James Richardson Logan (10.4.1819 – 20.10.1869), pendiri dan editor jurnal tersebut lebih menyukai nama Indu-nesian untuk penduduk di Kepulauan India. Dia melanjutkan penggunaan nama tersebut dan mengganti huruf “U” dengan huruf “O” menjadi Indo-nesian. Logan menerbitkan tulisannya dalam jilid (volume) yang sama di Jurnal yang terbit bulan Februari 1850 (halaman 252 – 347), dengan judul “The Ethnology of the Indian Archipelago: Embracing enquiries into the Continental relations of the Indo-Pacific Islanders”, (Etnologi Kepulauan India: Merangkul pertanyaan-pertanyaan ke dalam hubungan penduduk-penduduk di pulau-pulau Indo-Pasifik).

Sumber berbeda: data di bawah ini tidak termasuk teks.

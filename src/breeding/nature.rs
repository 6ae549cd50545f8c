//! The 25 natures.

use crate::error::DataError;
use serde::{Deserialize, Serialize};
use std::fmt;
use std::str::FromStr;

/// Number of natures.
pub const NUM_NATURES: usize = 25;

/// One of the 25 fixed natures.
#[derive(Debug, Clone, Copy, PartialEq, Eq, Hash, Serialize, Deserialize)]
#[serde(try_from = "String", into = "&'static str")]
#[allow(missing_docs)]
pub enum Nature {
    Hardy,
    Lonely,
    Brave,
    Adamant,
    Naughty,
    Bold,
    Docile,
    Relaxed,
    Impish,
    Lax,
    Timid,
    Hasty,
    Serious,
    Jolly,
    Naive,
    Modest,
    Mild,
    Quiet,
    Bashful,
    Rash,
    Calm,
    Gentle,
    Sassy,
    Careful,
    Quirky,
}

impl Nature {
    /// All natures in the order uniform draws index into.
    pub const ALL: [Nature; NUM_NATURES] = [
        Nature::Hardy,
        Nature::Lonely,
        Nature::Brave,
        Nature::Adamant,
        Nature::Naughty,
        Nature::Bold,
        Nature::Docile,
        Nature::Relaxed,
        Nature::Impish,
        Nature::Lax,
        Nature::Timid,
        Nature::Hasty,
        Nature::Serious,
        Nature::Jolly,
        Nature::Naive,
        Nature::Modest,
        Nature::Mild,
        Nature::Quiet,
        Nature::Bashful,
        Nature::Rash,
        Nature::Calm,
        Nature::Gentle,
        Nature::Sassy,
        Nature::Careful,
        Nature::Quirky,
    ];

    /// Capitalised display name.
    #[must_use]
    pub const fn name(self) -> &'static str {
        match self {
            Nature::Hardy => "Hardy",
            Nature::Lonely => "Lonely",
            Nature::Brave => "Brave",
            Nature::Adamant => "Adamant",
            Nature::Naughty => "Naughty",
            Nature::Bold => "Bold",
            Nature::Docile => "Docile",
            Nature::Relaxed => "Relaxed",
            Nature::Impish => "Impish",
            Nature::Lax => "Lax",
            Nature::Timid => "Timid",
            Nature::Hasty => "Hasty",
            Nature::Serious => "Serious",
            Nature::Jolly => "Jolly",
            Nature::Naive => "Naive",
            Nature::Modest => "Modest",
            Nature::Mild => "Mild",
            Nature::Quiet => "Quiet",
            Nature::Bashful => "Bashful",
            Nature::Rash => "Rash",
            Nature::Calm => "Calm",
            Nature::Gentle => "Gentle",
            Nature::Sassy => "Sassy",
            Nature::Careful => "Careful",
            Nature::Quirky => "Quirky",
        }
    }
}

impl fmt::Display for Nature {
    fn fmt(&self, f: &mut fmt::Formatter<'_>) -> fmt::Result {
        f.write_str(self.name())
    }
}

impl FromStr for Nature {
    type Err = DataError;

    fn from_str(s: &str) -> Result<Self, Self::Err> {
        let trimmed = s.trim();
        Nature::ALL
            .into_iter()
            .find(|n| n.name().eq_ignore_ascii_case(trimmed))
            .ok_or_else(|| DataError::UnknownNature(s.to_string()))
    }
}

impl TryFrom<String> for Nature {
    type Error = DataError;

    fn try_from(s: String) -> Result<Self, Self::Error> {
        s.parse()
    }
}

impl From<Nature> for &'static str {
    fn from(n: Nature) -> Self {
        n.name()
    }
}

Adalah Adolf Philipp Wilhelm Bastian (26.6.1826 – 2.2.1905), seorang dokter Jerman yang mempopulerkan kata Indonesia tersebut. Bastian bekerja sebagai dokter di kapal selama 8 tahun yang membawanya keliling dunia, termasuk ke Asia Tenggara, Papua dan Australia. Dia melakukan penelitian etnologis di daerah-daerah yang dikunjunginya dan kemudian menulis hasil-hasil penelitiannya sebagai buku-buku. Antara tahun 1884 – 1894 Adof Bastian menerbitkan 5 jilid buku dengan judul Indonesien oder die inseln des Malayischen Archipel (Indonesia, atau Pulau-Pulau di Kepulauan Malaysia). Jilid I berjudul Maluku, jilid II Timor dan Pulau-Pulau Sekitarnya, jilid III Sumatera dan Daerah Sekitarnya, jilid IV Kalimantan dan Sulawesi, jilid V Jawa dan Penutup. 
Sangat banyak orang Belanda yang juga tidak mengetahui latar belakang “terciptanya” kata Indonesia, sehingga di kalangan orang Belanda, Adolf Bastian disangka sebagai “pencipta” kata Indonesia. Hal ini dapat dilihat dari penulisan-penulisan oleh orang-orang Belanda di awal abad 20.

Konon Prof. Cornelis van Vollenhoven (1874 – 1933), seorang Belanda, yang memperkenalkan nama Indonesia kepada para anggota Indische Vereeniging tahun 1917. Tidak ada penjelasan, apakah tahun 1917 van Vollenhoven telah mengetahui, bahwa “pencipta” nama Indonesia bukanlah Adolf Bastian yang orang Jerman, melainkan George S.W. Earl yang orang Inggris yang pertama kali menulis nama “Indu-nesian”, kemudian diubah sedikit menjadi “Indo-nesian” oleh James R. Logan yang orang Skotlandia.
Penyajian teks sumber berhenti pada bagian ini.